An afternoon with Toto Gonzalez at Leon Gallery reveals the continuing saga of our very own crazy rich Flips, their wanton excess and other scintillating bouts of affluenza.
Carmela Fernando | Sep 21 2018

In the second part of his discussion, Gonzalez outlined the other pillar of big spenders, the business dynasties that have grown on native soil. These family lines seem to bear a few common strengths: 1) they emerged from foreign roots and are mostly of Spanish and Chinese provenance 2) they are particularly enterprising and entrepreneurial, and 3) they have been quick to understand and adapt to Filipino culture fast enough to settle here for several generations.

Of course, there is nothing pedestrian about the way these families parlay their wealth.

A matriarch of one of our biggest clans happened to be so annoyed by random noises echoing into their house from the street—so what did she do? She had her husband buy all the surrounding streets, of course.

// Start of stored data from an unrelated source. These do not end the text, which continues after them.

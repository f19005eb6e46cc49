//! Path-prefix context annotations.
//!
//! A context is a free-text note attached to a collection subtree. The
//! empty prefix annotates the collection root; lookups return the context
//! of the longest matching prefix.

use rusqlite::{OptionalExtension, params};

use super::Store;
use crate::error::{QmdError, Result};

/// A configured context annotation.
#[derive(Debug, Clone)]
pub struct ContextInfo {
    pub id: i64,
    pub collection: String,
    /// Path prefix within the collection; empty means the root.
    pub path: String,
    pub context: String,
    pub created_at: String,
}

impl Store {
    /// Insert or replace the context for `(collection, path_prefix)`.
    pub fn add_context(
        &self,
        collection_name: &str,
        path_prefix: &str,
        context: &str,
        now: &str,
    ) -> Result<()> {
        let coll = self
            .get_collection(collection_name)?
            .ok_or_else(|| QmdError::not_found("collection", collection_name))?;

        self.conn.execute(
            "INSERT INTO path_contexts (collection_id, path_prefix, context, created_at)
             VALUES (?1, ?2, ?3, ?4)
             ON CONFLICT (collection_id, path_prefix)
             DO UPDATE SET context = excluded.context",
            params![coll.id, path_prefix, context, now],
        )?;
        Ok(())
    }

    /// Remove a context. Returns false when none existed.
    pub fn remove_context(&self, collection_name: &str, path_prefix: &str) -> Result<bool> {
        let Some(coll) = self.get_collection(collection_name)? else {
            return Ok(false);
        };
        let removed = self.conn.execute(
            "DELETE FROM path_contexts WHERE collection_id = ?1 AND path_prefix = ?2",
            params![coll.id, path_prefix],
        )?;
        Ok(removed > 0)
    }

    /// All contexts, grouped by collection.
    pub fn list_all_contexts(&self) -> Result<Vec<ContextInfo>> {
        let mut stmt = self.conn.prepare(
            "SELECT p.id, c.name, p.path_prefix, p.context, p.created_at
             FROM path_contexts p
             JOIN collections c ON c.id = p.collection_id
             ORDER BY c.name, p.path_prefix",
        )?;
        let rows = stmt.query_map([], |row| {
            Ok(ContextInfo {
                id: row.get(0)?,
                collection: row.get(1)?,
                path: row.get(2)?,
                context: row.get(3)?,
                created_at: row.get(4)?,
            })
        })?;
        Ok(rows.collect::<rusqlite::Result<Vec<_>>>()?)
    }

    /// Context inherited by `path`: the longest prefix `p` with
    /// `path == p` or `path` under `p/`, falling back to the empty-prefix
    /// root context. Ties go to the earliest-inserted row.
    pub fn get_context_for_path(&self, collection_id: i64, path: &str) -> Result<Option<String>> {
        Ok(self
            .conn
            .query_row(
                "SELECT context FROM path_contexts
                 WHERE collection_id = ?1
                   AND (path_prefix = '' OR path_prefix = ?2
                        OR ?2 LIKE path_prefix || '/%')
                 ORDER BY length(path_prefix) DESC, id ASC
                 LIMIT 1",
                params![collection_id, path],
                |r| r.get(0),
            )
            .optional()?)
    }
}

#[cfg(test)]
mod tests {
    use super::super::test_store;

    const NOW: &str = "2026-01-01T00:00:00Z";

    #[test]
    fn longest_prefix_wins() {
        let (store, _dir) = test_store();
        let coll = store.get_or_create_collection("/x", "**/*.md", NOW).unwrap();
        store.add_context("x", "", "root", NOW).unwrap();
        store.add_context("x", "docs", "sub", NOW).unwrap();

        assert_eq!(
            store.get_context_for_path(coll.id, "docs/intro.md").unwrap(),
            Some("sub".to_string())
        );
        assert_eq!(
            store.get_context_for_path(coll.id, "README.md").unwrap(),
            Some("root".to_string())
        );
        // Exact prefix match also applies.
        assert_eq!(
            store.get_context_for_path(coll.id, "docs").unwrap(),
            Some("sub".to_string())
        );
    }

    #[test]
    fn prefix_must_align_with_segments() {
        let (store, _dir) = test_store();
        let coll = store.get_or_create_collection("/x", "**/*.md", NOW).unwrap();
        store.add_context("x", "docs", "sub", NOW).unwrap();

        // "docsother/..." does not live under "docs/".
        assert_eq!(
            store.get_context_for_path(coll.id, "docsother/a.md").unwrap(),
            None
        );
    }

    #[test]
    fn upsert_replaces_context_text() {
        let (store, _dir) = test_store();
        store.get_or_create_collection("/x", "**/*.md", NOW).unwrap();
        store.add_context("x", "docs", "old", NOW).unwrap();
        store.add_context("x", "docs", "new", NOW).unwrap();

        let contexts = store.list_all_contexts().unwrap();
        assert_eq!(contexts.len(), 1);
        assert_eq!(contexts[0].context, "new");
    }

    #[test]
    fn remove_reports_existence() {
        let (store, _dir) = test_store();
        store.get_or_create_collection("/x", "**/*.md", NOW).unwrap();
        store.add_context("x", "docs", "ctx", NOW).unwrap();
        assert!(store.remove_context("x", "docs").unwrap());
        assert!(!store.remove_context("x", "docs").unwrap());
    }
}
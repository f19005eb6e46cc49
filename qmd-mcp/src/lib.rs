//! QMD MCP Server - Model Context Protocol server for QMD search engine.
//!
//! This crate provides an MCP server that exposes QMD's search and document
//! retrieval capabilities to AI assistants via the Model Context Protocol.
//!
//! ## Tools
//!
//! - `search` - BM25 full-text search
//! - `vsearch` - semantic vector search
//! - `query` - hybrid search with expansion and reranking
//! - `get` / `multi_get` - document retrieval
//! - `status` - index health
//!
//! Documents are also exposed as `qmd://{collection}/{path}` resources
//! with `text/markdown` content.
//!
//! ## Usage
//!
//! ```bash
//! # Start with stdio transport
//! qmd-mcp
//! ```

pub mod server;

pub use server::QmdMcpServer;
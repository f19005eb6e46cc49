//! Content-addressed document bodies.
//!
//! Bodies are stored once per SHA-256 hash; documents reference them by
//! hash. Rows outlive deactivated documents until an orphan sweep runs.

use rusqlite::{OptionalExtension, params};

use super::Store;
use crate::error::Result;

impl Store {
    /// Insert a body under its hash. No-op when the hash already exists.
    pub fn insert_content(&self, hash: &str, doc: &str, created_at: &str) -> Result<()> {
        self.conn.execute(
            "INSERT OR IGNORE INTO content (hash, doc, created_at) VALUES (?1, ?2, ?3)",
            params![hash, doc, created_at],
        )?;
        Ok(())
    }

    /// Fetch a body by hash.
    pub fn get_content(&self, hash: &str) -> Result<Option<String>> {
        Ok(self
            .conn
            .query_row("SELECT doc FROM content WHERE hash = ?1", [hash], |r| {
                r.get(0)
            })
            .optional()?)
    }

    /// Delete content rows no active document references. Returns the
    /// number of rows removed.
    pub fn cleanup_orphaned_content(&self) -> Result<usize> {
        let removed = self.conn.execute(
            "DELETE FROM content
             WHERE hash NOT IN (SELECT hash FROM documents WHERE active = 1)",
            [],
        )?;
        Ok(removed)
    }

    /// Hard-delete documents previously soft-deleted by reindexing.
    pub fn delete_inactive_documents(&self) -> Result<usize> {
        let removed = self
            .conn
            .execute("DELETE FROM documents WHERE active = 0", [])?;
        Ok(removed)
    }
}

#[cfg(test)]
mod tests {
    use super::super::test_store;
    use super::super::Store;

    #[test]
    fn insert_is_idempotent() {
        let (store, _dir) = test_store();
        let hash = Store::hash_content("body");
        store.insert_content(&hash, "body", "2026-01-01T00:00:00Z").unwrap();
        store.insert_content(&hash, "body", "2026-02-01T00:00:00Z").unwrap();

        let count: usize = store
            .conn
            .query_row("SELECT COUNT(*) FROM content", [], |r| r.get(0))
            .unwrap();
        assert_eq!(count, 1);
        // First write wins.
        let created: String = store
            .conn
            .query_row("SELECT created_at FROM content WHERE hash = ?1", [&hash], |r| r.get(0))
            .unwrap();
        assert_eq!(created, "2026-01-01T00:00:00Z");
    }

    #[test]
    fn orphan_cleanup_is_idempotent() {
        let (store, _dir) = test_store();
        let hash = Store::hash_content("orphan");
        store.insert_content(&hash, "orphan", "2026-01-01T00:00:00Z").unwrap();

        assert_eq!(store.cleanup_orphaned_content().unwrap(), 1);
        assert_eq!(store.cleanup_orphaned_content().unwrap(), 0);
        assert_eq!(store.get_content(&hash).unwrap(), None);
    }

    #[test]
    fn referenced_content_survives_cleanup() {
        let (store, _dir) = test_store();
        let now = "2026-01-01T00:00:00Z";
        let coll = store.get_or_create_collection("/repo", "**/*.md", now).unwrap();
        let hash = Store::hash_content("keep me");
        store.insert_content(&hash, "keep me", now).unwrap();
        store
            .insert_document(coll.id, "keep.md", "Keep", &hash, now, now)
            .unwrap();

        assert_eq!(store.cleanup_orphaned_content().unwrap(), 0);
        assert!(store.get_content(&hash).unwrap().is_some());
    }
}
//! Collection rows: a named `(pwd, glob)` pair documents hang off.

use rusqlite::{OptionalExtension, params};

use super::Store;
use crate::error::{QmdError, Result};

/// A collection with its document stats.
#[derive(Debug, Clone)]
pub struct CollectionInfo {
    pub id: i64,
    pub name: String,
    /// Canonical absolute root directory.
    pub pwd: String,
    pub glob_pattern: String,
    pub created_at: String,
    pub updated_at: String,
    pub active_count: usize,
    /// Most recent document modification, if any documents exist.
    pub last_modified: Option<String>,
}

const COLLECTION_COLUMNS: &str = "c.id, c.name, c.pwd, c.glob_pattern, c.created_at, c.updated_at,
    (SELECT COUNT(*) FROM documents d WHERE d.collection_id = c.id AND d.active = 1),
    (SELECT MAX(d.modified_at) FROM documents d WHERE d.collection_id = c.id AND d.active = 1)";

fn row_to_collection(row: &rusqlite::Row<'_>) -> rusqlite::Result<CollectionInfo> {
    Ok(CollectionInfo {
        id: row.get(0)?,
        name: row.get(1)?,
        pwd: row.get(2)?,
        glob_pattern: row.get(3)?,
        created_at: row.get(4)?,
        updated_at: row.get(5)?,
        active_count: row.get::<_, i64>(6)? as usize,
        last_modified: row.get(7)?,
    })
}

impl Store {
    /// Look up a collection by name.
    pub fn get_collection(&self, name: &str) -> Result<Option<CollectionInfo>> {
        Ok(self
            .conn
            .query_row(
                &format!("SELECT {COLLECTION_COLUMNS} FROM collections c WHERE c.name = ?1"),
                [name],
                row_to_collection,
            )
            .optional()?)
    }

    /// Look up a collection by its `(pwd, glob)` key.
    pub fn find_collection_by_source(
        &self,
        pwd: &str,
        glob_pattern: &str,
    ) -> Result<Option<CollectionInfo>> {
        Ok(self
            .conn
            .query_row(
                &format!(
                    "SELECT {COLLECTION_COLUMNS} FROM collections c
                     WHERE c.pwd = ?1 AND c.glob_pattern = ?2"
                ),
                params![pwd, glob_pattern],
                row_to_collection,
            )
            .optional()?)
    }

    /// All collections, alphabetically.
    pub fn list_collections(&self) -> Result<Vec<CollectionInfo>> {
        let mut stmt = self.conn.prepare(&format!(
            "SELECT {COLLECTION_COLUMNS} FROM collections c ORDER BY c.name"
        ))?;
        let rows = stmt.query_map([], row_to_collection)?;
        Ok(rows.collect::<rusqlite::Result<Vec<_>>>()?)
    }

    /// Get the collection for `(pwd, glob)`, creating it when absent.
    ///
    /// New collections are named after the basename of `pwd`; a taken name
    /// gets `-2`, `-3`, … appended until it is unique.
    pub fn get_or_create_collection(
        &self,
        pwd: &str,
        glob_pattern: &str,
        now: &str,
    ) -> Result<CollectionInfo> {
        if let Some(existing) = self.find_collection_by_source(pwd, glob_pattern)? {
            return Ok(existing);
        }

        let base = std::path::Path::new(pwd)
            .file_name()
            .map_or_else(|| "root".to_string(), |s| s.to_string_lossy().to_string());
        let name = self.unique_collection_name(&base)?;
        self.create_collection(&name, pwd, glob_pattern, now)
    }

    /// Smallest `-N` suffix (starting at 2) making `base` unique.
    fn unique_collection_name(&self, base: &str) -> Result<String> {
        if self.get_collection(base)?.is_none() {
            return Ok(base.to_string());
        }
        let mut n = 2usize;
        loop {
            let candidate = format!("{base}-{n}");
            if self.get_collection(&candidate)?.is_none() {
                return Ok(candidate);
            }
            n += 1;
        }
    }

    /// Create a collection, validating both unique keys up front.
    pub fn create_collection(
        &self,
        name: &str,
        pwd: &str,
        glob_pattern: &str,
        now: &str,
    ) -> Result<CollectionInfo> {
        if self.get_collection(name)?.is_some() {
            return Err(QmdError::Validation(format!(
                "collection name already exists: {name}"
            )));
        }
        if self.find_collection_by_source(pwd, glob_pattern)?.is_some() {
            return Err(QmdError::Validation(format!(
                "collection already indexes {pwd} with pattern {glob_pattern}"
            )));
        }

        self.conn.execute(
            "INSERT INTO collections (name, pwd, glob_pattern, created_at, updated_at)
             VALUES (?1, ?2, ?3, ?4, ?4)",
            params![name, pwd, glob_pattern, now],
        )?;

        self.get_collection(name)?
            .ok_or_else(|| QmdError::State("collection vanished after insert".to_string()))
    }

    /// Rename a collection. Fails without mutation when `old` is missing
    /// or `new` is taken.
    pub fn rename_collection(&self, old: &str, new: &str) -> Result<()> {
        if self.get_collection(new)?.is_some() {
            return Err(QmdError::Validation(format!(
                "collection name already exists: {new}"
            )));
        }
        let changed = self.conn.execute(
            "UPDATE collections SET name = ?1 WHERE name = ?2",
            params![new, old],
        )?;
        if changed == 0 {
            return Err(QmdError::not_found("collection", old));
        }
        Ok(())
    }

    /// Remove a collection with its documents and contexts, then sweep
    /// orphaned content. Returns `(documents deleted, content removed)`.
    pub fn remove_collection(&self, name: &str) -> Result<(usize, usize)> {
        let coll = self
            .get_collection(name)?
            .ok_or_else(|| QmdError::not_found("collection", name))?;

        // Explicit deletes so the FTS delete trigger fires per document.
        let docs = self.conn.execute(
            "DELETE FROM documents WHERE collection_id = ?1",
            [coll.id],
        )?;
        self.conn.execute(
            "DELETE FROM path_contexts WHERE collection_id = ?1",
            [coll.id],
        )?;
        self.conn
            .execute("DELETE FROM collections WHERE id = ?1", [coll.id])?;

        let orphans = self.cleanup_orphaned_content()?;
        Ok((docs, orphans))
    }

    /// Bump a collection's `updated_at`.
    pub fn touch_collection(&self, id: i64, now: &str) -> Result<()> {
        self.conn.execute(
            "UPDATE collections SET updated_at = ?1 WHERE id = ?2",
            params![now, id],
        )?;
        Ok(())
    }
}

#[cfg(test)]
mod tests {
    use super::super::{Store, test_store};
    use crate::error::QmdError;

    const NOW: &str = "2026-01-01T00:00:00Z";

    #[test]
    fn get_or_create_names_from_basename() {
        let (store, _dir) = test_store();
        let coll = store.get_or_create_collection("/home/me/wiki", "**/*.md", NOW).unwrap();
        assert_eq!(coll.name, "wiki");

        // Same key returns the same row.
        let again = store.get_or_create_collection("/home/me/wiki", "**/*.md", NOW).unwrap();
        assert_eq!(again.id, coll.id);
    }

    #[test]
    fn name_collisions_get_numeric_suffixes() {
        let (store, _dir) = test_store();
        let a = store.get_or_create_collection("/a/notes", "**/*.md", NOW).unwrap();
        let b = store.get_or_create_collection("/b/notes", "**/*.md", NOW).unwrap();
        let c = store.get_or_create_collection("/c/notes", "**/*.md", NOW).unwrap();
        assert_eq!(a.name, "notes");
        assert_eq!(b.name, "notes-2");
        assert_eq!(c.name, "notes-3");
    }

    #[test]
    fn rename_to_existing_fails_without_mutation() {
        let (store, _dir) = test_store();
        store.get_or_create_collection("/x/alpha", "**/*.md", NOW).unwrap();
        store.get_or_create_collection("/x/beta", "**/*.md", NOW).unwrap();

        let err = store.rename_collection("alpha", "beta").unwrap_err();
        assert!(matches!(err, QmdError::Validation(_)));
        assert!(store.get_collection("alpha").unwrap().is_some());
        assert!(store.get_collection("beta").unwrap().is_some());
    }

    #[test]
    fn rename_missing_is_not_found() {
        let (store, _dir) = test_store();
        let err = store.rename_collection("ghost", "anything").unwrap_err();
        assert!(matches!(err, QmdError::NotFound { .. }));
    }

    #[test]
    fn remove_cascades_documents_and_content() {
        let (store, _dir) = test_store();
        let coll = store.get_or_create_collection("/repo", "**/*.md", NOW).unwrap();
        let hash = Store::hash_content("body");
        store.insert_content(&hash, "body", NOW).unwrap();
        store.insert_document(coll.id, "a.md", "A", &hash, NOW, NOW).unwrap();

        let (docs, orphans) = store.remove_collection("repo").unwrap();
        assert_eq!(docs, 1);
        assert_eq!(orphans, 1);
        assert!(store.get_collection("repo").unwrap().is_none());
    }
}
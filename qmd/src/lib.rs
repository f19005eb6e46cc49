//! QMD - Query Markdown Documents
//!
//! A local search engine for markdown collections: content-addressed
//! storage, BM25 full-text search, semantic vector search, and hybrid
//! retrieval with query expansion and LLM reranking.
//!
//! ## Features
//!
//! - Full-text search with BM25 ranking
//! - Vector semantic search through an Ollama-compatible provider
//! - Query expansion and RRF fusion with blended reranking
//! - Content-addressable storage with SHA-256 deduplication
//! - Path-prefix context annotations and `qmd://` virtual paths

pub mod cli;
pub mod config;
pub mod embedder;
pub mod error;
pub mod formatter;
pub mod indexer;
pub mod llm;
pub mod search;
pub mod store;

pub use cli::{Cli, Commands, OutputFormat};
pub use embedder::{EmbedProgress, EmbedResult, embed_documents};
pub use error::{QmdError, Result};
pub use indexer::{IndexResult, index_files};
pub use llm::{
    BatchRerankResult, Chunk, Cursor, EmbeddingResult, GenerateOptions, GenerationResult,
    LlmProvider, ModelInfo, Ollama, Progress, RerankDocument, RerankResult, RrfResult,
    chunk_document, extract_snippet, format_doc_for_embedding, format_eta,
    format_query_for_embedding, reciprocal_rank_fusion, render_progress_bar, rerank_documents,
};
pub use search::{HybridOptions, SearchEngine, SearchOptions};
pub use store::{
    CollectionInfo, DocumentResult, SearchResult, SearchSource, Store, build_virtual_path,
    find_similar_files, is_docid, is_virtual_path, match_files_by_glob, parse_virtual_path,
    should_exclude,
};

Another family member was worth billions but ironically died of malnutrition. Cause of death?  Sheer frugality. Much to her family’s dismay, she was also known to sew live plants onto her party dresses instead of splurging on a proper tailored gown, which would cost the same as a car, or even a small house!

Speaking of gowns, the most expensive Filipino couturier of his time, Ramon Valera, would be paid by our high-society ladies in blank checks back in the ‘50s and the ‘60s. Don Amado ‘Amading’ Araneta followed suit, signing a PhP1,500 check to have the most exquisite gown made for his daughter’s debut. Back then PhP1,500 was already an outlandish price for a dress.

However, Araneta’s daughter saw this elaborate confection and asked Valera to chop off the sleeves, raise the hem up to her mid-thigh, and sew on various plastic beads and tiny mirror accents because she wanted to look moderna. And so the poor couturier agonized as to how he would explain to the great Don Amading that this tiny slip of a dress – half a yard of fabric -- cost him PhP1,500.

The same daughter, Toto relates, also had her own exclusive credit line, to be paid by Papa, at Tiffany and Co.

Other wealthy families that graced the most affluent streets of Old Manila included the Sorianos, Manahans, Tuasons, Tecsons, Zobels, Roxases, and Ayalas. Some of the more financially adventurous foreign immigrants also married well-bred native Filipinos who had an extraordinarily keen business acumen—which allowed them to establish their names among the ‘It’ crowd of their generation. They were the epitome of elegant Filipino society and luxury spending, and their excesses go as far back as the late 1800s.

Even in the 1900s, these clans’ extravagant lifestyles were made known to locals through the property they owned: well-manicured gardens, picture-perfect haciendas, and sprawling mansions built in the traditional pre-Colonial style that was the rage back then.

Alas, one of these beautiful designer mansions in Jaro, Iloilo in 1937, which even guested Baron Maurice de Rothschild, was eventually taken over and used as a torture chamber during the Japanese occupation; to this day the house survives, but the family who had it built never set foot in it again.

Many of these homes were furnished with opulent paintings by the likes of Hidalgo and Amorsolo, or beautiful home décor like hardwood aparadors, round tables made of narra, custom-built boxwood cabinets made by Philippine furniture pioneer Ah Tay, and the like. All these luxurious home accoutrements were carefully selected for their top quality, all the way down to the smallest thimbles—which were made of silver.

As Gonzalez noted, some of these items may now be considered by some collectors as third-class antiques, but we must remember that they used to be a sign of fine and high-class living when they were originally purchased.       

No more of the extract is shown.